El Barroco (del siglo XVII al XVIII) implica un cambio en las formas. Mientras que en la arquitectura y en la pintura lo recargado juega un papel crucial, en la mujer se espera también una mayor voluptuosidad. En Las tres Gracias de Rubens puedes ver a tres mujeres de caderas anchas, rellenitas y un busto más generoso.

Sigue destacando la tez blanca, así como unos ojos grandes y las cabelleras predominantemente rubias. De esta época también se conocen estos corsés imposibles, que intentaban reducir la cintura al máximo.

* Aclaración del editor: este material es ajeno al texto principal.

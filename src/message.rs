// src/message.rs
use serde::{Deserialize, Serialize};

#[derive(Debug, Deserialize, Serialize)]
pub struct ChatRequest {
    pub message: String,
}

/// Body of every `/chat` response, success or failure.
#[derive(Debug, Deserialize, Serialize, PartialEq, Eq)]
pub struct ChatReply {
    pub reply: String,
}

El siglo XIX: la época victoriana y el Romanticismo en Europa

En este siglo, el corsé sigue siendo la estrella. Se comienza a prestar más atención a un busto cada vez más llamativo por su gran tamaño. Por eso, vemos a una mujer enseñando un gran escote, al mismo tiempo que reduce su cintura.

Si por estar bella era necesario desmayarse por la falta de aire que provocaba el corsé, merecía la pena. Al menos, este era el pensamiento de muchas mujeres.

El siglo XX

En un siglo de abundantes cambios, durante las dos primeras décadas vemos a mujeres rectilíneas. Después, hasta los años 40, se pretende mostrar con más naturalidad el cuerpo voluptuoso.

Hasta los 60, siguen reinando las curvas y las piernas largas, resaltándose especialmente el cabello rubio. Desde los 80 hasta finales de siglo se comienza a ver una mujer más delgada, con mayor busto.

La actualidad: el siglo XXI

Con más de una polémica, por el peligro de la anorexia, las marcas de la moda parecen combatir por implantar sus cánones. Por un lado, la mujer lineal, sin curvas. Por otro, la curvilínea. Estamos en el siglo en donde se aceptan el piercing y el tatuaje como parte de lo bello.

El canon de belleza, como ves, ha sufrido muchos cambios a lo largo de los siglos. No se parecen en nada las reglas que nos rigen ahora con respecto a las del siglo XV.